(Source data)
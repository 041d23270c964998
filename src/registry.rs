//! Channel registry access
//!
//! The registry itself is an external collaborator; the proxy only depends
//! on a lookup-by-id read. [`ChannelRegistry`] is that seam, and
//! [`StaticChannelRegistry`] is a read-only in-process implementation
//! loaded from a JSON file at startup so the binary can serve requests and
//! tests can inject fixtures.

use crate::error::{Error, Result};
use async_trait::async_trait;
use serde::{Deserialize, Serialize};
use std::collections::HashMap;
use std::path::Path;

/// A single channel entry as stored by the registry.
///
/// `id` and `origin_url` are required; the display metadata is carried for
/// registry consumers but unused by the proxy logic.
#[derive(Debug, Clone, Serialize, Deserialize)]
pub struct ChannelRecord {
    pub id: String,
    #[serde(default)]
    pub name: String,
    #[serde(default)]
    pub group: String,
    #[serde(default)]
    pub logo: String,
    /// Absolute URL of the channel's primary manifest on the origin server.
    /// Malformed values are tolerated downstream by the path resolver's
    /// concatenation fallback, but an empty value is rejected on load.
    #[serde(rename = "url")]
    pub origin_url: String,
}

/// Read interface the proxy consumes.
#[async_trait]
pub trait ChannelRegistry: Send + Sync {
    async fn lookup(&self, id: &str) -> Option<ChannelRecord>;
}

/// In-memory registry built once at startup.
pub struct StaticChannelRegistry {
    channels: HashMap<String, ChannelRecord>,
}

impl StaticChannelRegistry {
    /// Build a registry from channel records, validating required fields.
    pub fn new(records: Vec<ChannelRecord>) -> Result<Self> {
        let mut channels = HashMap::with_capacity(records.len());
        for record in records {
            if record.id.is_empty() {
                return Err(Error::invalid_channel("channel record with empty id"));
            }
            if record.origin_url.is_empty() {
                return Err(Error::invalid_channel(format!(
                    "channel '{}' has an empty origin url",
                    record.id
                )));
            }
            channels.insert(record.id.clone(), record);
        }
        Ok(Self { channels })
    }

    /// Load channel records from a JSON file (an array of records).
    pub fn from_file(path: impl AsRef<Path>) -> Result<Self> {
        let contents = std::fs::read_to_string(path)?;
        let records: Vec<ChannelRecord> = serde_json::from_str(&contents)?;
        Self::new(records)
    }

    pub fn len(&self) -> usize {
        self.channels.len()
    }

    pub fn is_empty(&self) -> bool {
        self.channels.is_empty()
    }
}

#[async_trait]
impl ChannelRegistry for StaticChannelRegistry {
    async fn lookup(&self, id: &str) -> Option<ChannelRecord> {
        self.channels.get(id).cloned()
    }
}
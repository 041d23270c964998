//! Target URL resolution and path handling for proxy requests

use crate::proxy::headers::MANIFEST_EXTENSION;
use crate::proxy::types::*;
use tracing::warn;
use url::Url;

/// Strategy for mapping a proxy-relative request path onto the origin
pub struct PathResolver;

impl PathResolver {
    /// Resolve the origin URL to fetch for a channel request.
    ///
    /// An empty `sub_path` targets the channel's primary manifest, so the
    /// stored origin URL is returned unchanged. Otherwise the sub-path is
    /// resolved against the directory component of the origin URL using
    /// RFC 3986 relative-reference resolution; if that fails because the
    /// stored URL is malformed, the two are naively concatenated rather
    /// than failing the request.
    pub fn resolve(origin_url: &str, sub_path: &str) -> String {
        if sub_path.is_empty() {
            return origin_url.to_string();
        }

        // Directory component of the origin URL, final '/' included.
        // e.g. http://server/live/stream.m3u8 -> http://server/live/
        let base = match origin_url.rfind('/') {
            Some(idx) => &origin_url[..=idx],
            None => "",
        };

        match Url::parse(base).and_then(|base_url| base_url.join(sub_path)) {
            Ok(resolved) => resolved.to_string(),
            Err(error) => {
                warn!(
                    origin_url,
                    sub_path,
                    %error,
                    "origin URL not resolvable, falling back to concatenation"
                );
                format!("{base}{sub_path}")
            }
        }
    }
}

/// Split the wildcard remainder of a `/play/...` request into the channel
/// id and the sub-path.
///
/// The first segment is the channel id, with an optional `.m3u8` suffix
/// stripped before registry lookup. Everything after it is the sub-path,
/// kept `/`-joined. An empty id segment is rejected before any registry
/// access.
pub fn parse_play_path(rest: &str) -> ProxyResult<(ChannelId, SubPath)> {
    let (raw_id, sub_path) = match rest.split_once('/') {
        Some((id, tail)) => (id, tail),
        None => (rest, ""),
    };

    let raw_id = raw_id.strip_suffix(MANIFEST_EXTENSION).unwrap_or(raw_id);
    let channel_id =
        ChannelId::try_new(raw_id.to_string()).map_err(|_| ProxyError::InvalidRequest)?;

    Ok((channel_id, SubPath::from(sub_path.to_string())))
}

#[cfg(test)]
mod tests {
    use super::*;

    #[test]
    fn test_resolve_empty_sub_path_returns_origin_unchanged() {
        let origin = "http://h/live/stream.m3u8";
        assert_eq!(PathResolver::resolve(origin, ""), origin);
    }

    #[test]
    fn test_resolve_relative_sub_path() {
        let resolved =
            PathResolver::resolve("http://h/live/stream.m3u8", "tracks-v1a1/mono.m3u8");
        assert_eq!(resolved, "http://h/live/tracks-v1a1/mono.m3u8");
    }

    #[test]
    fn test_resolve_preserves_query() {
        let resolved = PathResolver::resolve("http://h/live/stream.m3u8", "seg1.ts?token=abc");
        assert_eq!(resolved, "http://h/live/seg1.ts?token=abc");
    }

    #[test]
    fn test_resolve_normalizes_dot_segments() {
        let resolved = PathResolver::resolve("http://h/live/stream.m3u8", "../audio/mono.m3u8");
        assert_eq!(resolved, "http://h/audio/mono.m3u8");
    }

    #[test]
    fn test_resolve_absolute_sub_path_overrides_base() {
        let resolved =
            PathResolver::resolve("http://h/live/stream.m3u8", "http://other/x.m3u8");
        assert_eq!(resolved, "http://other/x.m3u8");
    }

    #[test]
    fn test_resolve_falls_back_to_concatenation() {
        // Malformed origin URL: the base has no scheme, so standards-based
        // resolution fails and the pieces are joined directly.
        let resolved = PathResolver::resolve("live/stream.m3u8", "chunk1.ts");
        assert_eq!(resolved, "live/chunk1.ts");
    }

    #[test]
    fn test_resolve_origin_without_slash_concatenates_bare() {
        let resolved = PathResolver::resolve("garbage", "chunk1.ts");
        assert_eq!(resolved, "chunk1.ts");
    }

    #[test]
    fn test_parse_play_path_with_sub_path() {
        let (id, sub_path) = parse_play_path("c1/tracks-v1a1/mono.m3u8").unwrap();
        assert_eq!(id.as_ref(), "c1");
        assert_eq!(sub_path.as_ref(), "tracks-v1a1/mono.m3u8");
    }

    #[test]
    fn test_parse_play_path_strips_manifest_suffix() {
        let (id, sub_path) = parse_play_path("c1.m3u8").unwrap();
        assert_eq!(id.as_ref(), "c1");
        assert!(sub_path.is_empty());
    }

    #[test]
    fn test_parse_play_path_empty_id_rejected() {
        // /play//index.m3u8 arrives as a leading empty segment
        assert!(matches!(
            parse_play_path("/index.m3u8"),
            Err(ProxyError::InvalidRequest)
        ));
        assert!(matches!(parse_play_path(""), Err(ProxyError::InvalidRequest)));
    }

    #[test]
    fn test_parse_play_path_suffix_only_id_rejected() {
        assert!(matches!(
            parse_play_path(".m3u8/seg1.ts"),
            Err(ProxyError::InvalidRequest)
        ));
    }
}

▶ [Problem requirements]: For the word "contents", find all matching lines in the entries above and copy them out.

▶ [Answer to this problem]:
        let contents = std::fs::read_to_string(path)?;
        let records: Vec<ChannelRecord> = serde_json::from_str(&contents)?;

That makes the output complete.